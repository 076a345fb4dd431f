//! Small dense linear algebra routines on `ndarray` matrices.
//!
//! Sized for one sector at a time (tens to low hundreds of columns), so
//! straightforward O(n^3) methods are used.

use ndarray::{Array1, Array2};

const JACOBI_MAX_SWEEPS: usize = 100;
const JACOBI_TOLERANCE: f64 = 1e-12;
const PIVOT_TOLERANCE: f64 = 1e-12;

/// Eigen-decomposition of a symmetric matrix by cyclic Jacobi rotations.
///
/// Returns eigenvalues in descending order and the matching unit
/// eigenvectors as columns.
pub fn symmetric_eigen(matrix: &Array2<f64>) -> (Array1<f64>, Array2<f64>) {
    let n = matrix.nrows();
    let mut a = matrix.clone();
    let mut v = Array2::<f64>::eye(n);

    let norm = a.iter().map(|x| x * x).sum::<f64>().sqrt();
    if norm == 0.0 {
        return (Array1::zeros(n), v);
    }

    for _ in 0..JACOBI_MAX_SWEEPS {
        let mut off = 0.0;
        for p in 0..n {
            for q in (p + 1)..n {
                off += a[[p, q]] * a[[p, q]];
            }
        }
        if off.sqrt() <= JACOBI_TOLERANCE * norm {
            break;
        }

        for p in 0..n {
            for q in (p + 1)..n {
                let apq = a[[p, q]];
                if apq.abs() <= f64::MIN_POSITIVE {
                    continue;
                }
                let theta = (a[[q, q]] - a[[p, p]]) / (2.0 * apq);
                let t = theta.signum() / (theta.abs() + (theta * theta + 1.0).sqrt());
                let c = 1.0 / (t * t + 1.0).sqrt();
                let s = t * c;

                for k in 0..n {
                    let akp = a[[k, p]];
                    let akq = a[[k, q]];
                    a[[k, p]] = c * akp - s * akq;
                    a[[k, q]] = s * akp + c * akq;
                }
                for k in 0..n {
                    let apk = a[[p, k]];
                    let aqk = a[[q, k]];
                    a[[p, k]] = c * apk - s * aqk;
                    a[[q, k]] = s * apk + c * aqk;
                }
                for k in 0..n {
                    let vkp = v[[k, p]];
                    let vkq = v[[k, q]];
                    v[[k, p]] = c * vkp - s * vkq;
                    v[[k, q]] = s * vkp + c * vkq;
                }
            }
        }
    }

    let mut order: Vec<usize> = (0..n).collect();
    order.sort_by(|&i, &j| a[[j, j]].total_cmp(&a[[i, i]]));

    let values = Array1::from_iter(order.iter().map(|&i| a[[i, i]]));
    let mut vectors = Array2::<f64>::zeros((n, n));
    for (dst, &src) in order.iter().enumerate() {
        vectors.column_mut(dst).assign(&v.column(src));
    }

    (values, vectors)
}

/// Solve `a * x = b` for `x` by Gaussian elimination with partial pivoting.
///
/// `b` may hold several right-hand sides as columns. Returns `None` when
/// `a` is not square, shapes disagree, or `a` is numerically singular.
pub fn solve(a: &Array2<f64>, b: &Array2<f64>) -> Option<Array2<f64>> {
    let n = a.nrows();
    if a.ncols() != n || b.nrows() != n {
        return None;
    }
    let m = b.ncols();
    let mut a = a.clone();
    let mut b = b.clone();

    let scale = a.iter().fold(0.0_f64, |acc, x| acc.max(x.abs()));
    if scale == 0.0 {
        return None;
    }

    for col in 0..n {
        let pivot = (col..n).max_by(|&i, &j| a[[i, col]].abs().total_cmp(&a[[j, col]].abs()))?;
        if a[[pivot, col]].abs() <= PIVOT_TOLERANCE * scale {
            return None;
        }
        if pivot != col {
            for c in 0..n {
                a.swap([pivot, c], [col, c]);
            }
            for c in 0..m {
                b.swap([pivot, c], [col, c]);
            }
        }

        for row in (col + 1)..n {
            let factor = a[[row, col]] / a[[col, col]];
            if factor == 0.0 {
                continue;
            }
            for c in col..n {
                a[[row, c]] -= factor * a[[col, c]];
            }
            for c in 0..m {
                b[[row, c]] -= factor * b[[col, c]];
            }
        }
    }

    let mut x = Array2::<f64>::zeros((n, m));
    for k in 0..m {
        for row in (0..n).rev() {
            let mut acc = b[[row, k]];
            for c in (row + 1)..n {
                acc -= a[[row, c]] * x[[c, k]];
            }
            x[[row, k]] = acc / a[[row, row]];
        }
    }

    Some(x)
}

######

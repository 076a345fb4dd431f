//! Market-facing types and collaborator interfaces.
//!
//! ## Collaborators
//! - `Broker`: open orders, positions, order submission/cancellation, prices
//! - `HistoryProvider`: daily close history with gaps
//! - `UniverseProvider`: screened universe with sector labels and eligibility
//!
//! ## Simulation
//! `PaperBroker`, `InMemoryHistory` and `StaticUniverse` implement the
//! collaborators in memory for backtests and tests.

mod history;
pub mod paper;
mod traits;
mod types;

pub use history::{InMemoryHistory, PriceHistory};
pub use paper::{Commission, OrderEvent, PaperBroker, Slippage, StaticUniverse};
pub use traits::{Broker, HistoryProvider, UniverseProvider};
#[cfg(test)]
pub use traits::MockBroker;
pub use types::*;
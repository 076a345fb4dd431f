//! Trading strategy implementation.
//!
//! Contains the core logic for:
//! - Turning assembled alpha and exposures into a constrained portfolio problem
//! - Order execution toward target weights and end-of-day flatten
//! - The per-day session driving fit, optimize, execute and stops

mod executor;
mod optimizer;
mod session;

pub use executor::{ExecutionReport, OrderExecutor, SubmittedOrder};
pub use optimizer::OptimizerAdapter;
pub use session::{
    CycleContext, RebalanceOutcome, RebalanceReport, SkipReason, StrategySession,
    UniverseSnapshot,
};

######

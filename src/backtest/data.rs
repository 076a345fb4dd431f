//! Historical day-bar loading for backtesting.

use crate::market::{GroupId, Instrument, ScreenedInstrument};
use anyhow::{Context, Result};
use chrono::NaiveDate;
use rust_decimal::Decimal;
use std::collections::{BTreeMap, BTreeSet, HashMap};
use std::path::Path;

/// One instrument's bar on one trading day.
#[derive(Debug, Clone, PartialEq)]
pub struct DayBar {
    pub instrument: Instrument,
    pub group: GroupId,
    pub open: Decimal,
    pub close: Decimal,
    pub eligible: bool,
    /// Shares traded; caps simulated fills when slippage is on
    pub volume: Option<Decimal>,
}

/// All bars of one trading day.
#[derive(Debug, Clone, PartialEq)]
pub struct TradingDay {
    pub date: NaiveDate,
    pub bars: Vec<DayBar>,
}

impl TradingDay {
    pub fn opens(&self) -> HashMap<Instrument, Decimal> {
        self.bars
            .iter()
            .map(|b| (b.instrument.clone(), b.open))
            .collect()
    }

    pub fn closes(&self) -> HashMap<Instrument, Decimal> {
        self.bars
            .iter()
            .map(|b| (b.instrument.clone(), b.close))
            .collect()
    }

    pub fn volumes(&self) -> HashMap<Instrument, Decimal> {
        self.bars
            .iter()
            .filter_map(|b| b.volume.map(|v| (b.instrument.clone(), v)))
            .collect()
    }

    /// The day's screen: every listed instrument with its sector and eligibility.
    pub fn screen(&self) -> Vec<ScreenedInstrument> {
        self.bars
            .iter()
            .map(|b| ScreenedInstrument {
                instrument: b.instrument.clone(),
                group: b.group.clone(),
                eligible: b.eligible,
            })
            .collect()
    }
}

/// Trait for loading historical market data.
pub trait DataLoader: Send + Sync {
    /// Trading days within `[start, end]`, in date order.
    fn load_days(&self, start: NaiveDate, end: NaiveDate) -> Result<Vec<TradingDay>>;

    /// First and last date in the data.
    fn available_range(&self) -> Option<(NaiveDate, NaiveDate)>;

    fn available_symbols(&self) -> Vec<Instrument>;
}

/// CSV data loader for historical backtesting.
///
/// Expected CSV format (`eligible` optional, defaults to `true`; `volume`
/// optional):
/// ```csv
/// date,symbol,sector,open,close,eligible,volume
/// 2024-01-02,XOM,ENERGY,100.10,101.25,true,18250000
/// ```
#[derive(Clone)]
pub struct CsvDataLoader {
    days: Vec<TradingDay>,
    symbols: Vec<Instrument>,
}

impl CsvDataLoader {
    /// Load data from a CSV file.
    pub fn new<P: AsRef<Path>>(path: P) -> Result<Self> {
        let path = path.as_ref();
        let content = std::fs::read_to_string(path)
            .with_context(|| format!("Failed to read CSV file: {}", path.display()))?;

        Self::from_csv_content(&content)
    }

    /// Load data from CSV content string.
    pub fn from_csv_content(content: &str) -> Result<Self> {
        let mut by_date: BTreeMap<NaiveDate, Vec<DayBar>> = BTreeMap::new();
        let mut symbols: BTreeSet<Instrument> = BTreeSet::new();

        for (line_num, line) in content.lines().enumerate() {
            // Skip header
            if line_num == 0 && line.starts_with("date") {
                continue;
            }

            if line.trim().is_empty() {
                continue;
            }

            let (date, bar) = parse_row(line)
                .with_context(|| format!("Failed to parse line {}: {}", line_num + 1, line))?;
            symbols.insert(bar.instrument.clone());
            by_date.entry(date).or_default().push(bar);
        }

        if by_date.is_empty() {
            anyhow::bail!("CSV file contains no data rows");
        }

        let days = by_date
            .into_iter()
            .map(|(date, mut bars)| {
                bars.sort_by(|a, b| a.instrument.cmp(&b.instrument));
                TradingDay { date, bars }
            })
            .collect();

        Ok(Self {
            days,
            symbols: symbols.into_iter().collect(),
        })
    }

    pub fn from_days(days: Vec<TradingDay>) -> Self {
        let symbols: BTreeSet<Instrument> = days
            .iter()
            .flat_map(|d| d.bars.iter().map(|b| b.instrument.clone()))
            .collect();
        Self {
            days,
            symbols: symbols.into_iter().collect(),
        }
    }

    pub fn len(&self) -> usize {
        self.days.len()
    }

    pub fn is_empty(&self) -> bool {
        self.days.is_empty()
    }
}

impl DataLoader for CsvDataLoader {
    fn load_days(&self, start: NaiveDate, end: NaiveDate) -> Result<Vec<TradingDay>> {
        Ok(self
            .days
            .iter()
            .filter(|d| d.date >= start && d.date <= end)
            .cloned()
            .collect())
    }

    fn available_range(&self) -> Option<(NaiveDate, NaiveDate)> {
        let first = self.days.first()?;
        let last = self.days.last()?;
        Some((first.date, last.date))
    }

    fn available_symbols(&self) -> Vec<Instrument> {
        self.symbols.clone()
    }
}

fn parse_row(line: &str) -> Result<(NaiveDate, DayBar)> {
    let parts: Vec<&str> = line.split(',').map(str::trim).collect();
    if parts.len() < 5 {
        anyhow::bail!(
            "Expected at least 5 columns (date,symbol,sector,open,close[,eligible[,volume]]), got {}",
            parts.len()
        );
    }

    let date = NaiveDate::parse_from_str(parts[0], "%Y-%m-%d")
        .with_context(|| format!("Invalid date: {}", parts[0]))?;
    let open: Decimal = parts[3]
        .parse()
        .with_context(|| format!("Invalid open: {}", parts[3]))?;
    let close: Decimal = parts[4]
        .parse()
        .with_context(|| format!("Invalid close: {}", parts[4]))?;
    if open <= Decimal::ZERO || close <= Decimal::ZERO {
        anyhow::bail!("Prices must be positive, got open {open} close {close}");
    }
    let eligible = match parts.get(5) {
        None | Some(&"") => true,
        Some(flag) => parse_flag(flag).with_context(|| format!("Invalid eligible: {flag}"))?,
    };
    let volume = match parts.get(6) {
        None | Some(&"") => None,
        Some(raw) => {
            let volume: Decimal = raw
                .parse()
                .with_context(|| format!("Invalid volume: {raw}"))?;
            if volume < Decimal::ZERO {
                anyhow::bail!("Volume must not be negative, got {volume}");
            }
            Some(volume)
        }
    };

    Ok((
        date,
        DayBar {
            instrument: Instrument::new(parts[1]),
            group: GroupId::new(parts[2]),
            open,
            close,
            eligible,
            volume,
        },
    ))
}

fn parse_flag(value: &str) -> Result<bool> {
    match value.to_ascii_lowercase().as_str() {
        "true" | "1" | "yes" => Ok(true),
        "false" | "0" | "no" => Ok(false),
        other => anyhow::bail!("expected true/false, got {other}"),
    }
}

######

* **WORK REQUIRED**: Reproduce only the lines above, starting at the line with "let m = b.ncols();" and ending at the line with "for c in 0..n", exactly as written.

* **EXERCISE ANSWER**:
    let m = b.ncols();
    let mut a = a.clone();
    let mut b = b.clone();

    let scale = a.iter().fold(0.0_f64, |acc, x| acc.max(x.abs()));
    if scale == 0.0 {
        return None;
    }

    for col in 0..n {
        let pivot = (col..n).max_by(|&i, &j| a[[i, col]].abs().total_cmp(&a[[j, col]].abs()))?;
        if a[[pivot, col]].abs() <= PIVOT_TOLERANCE * scale {
            return None;
        }
        if pivot != col {
            for c in 0..n {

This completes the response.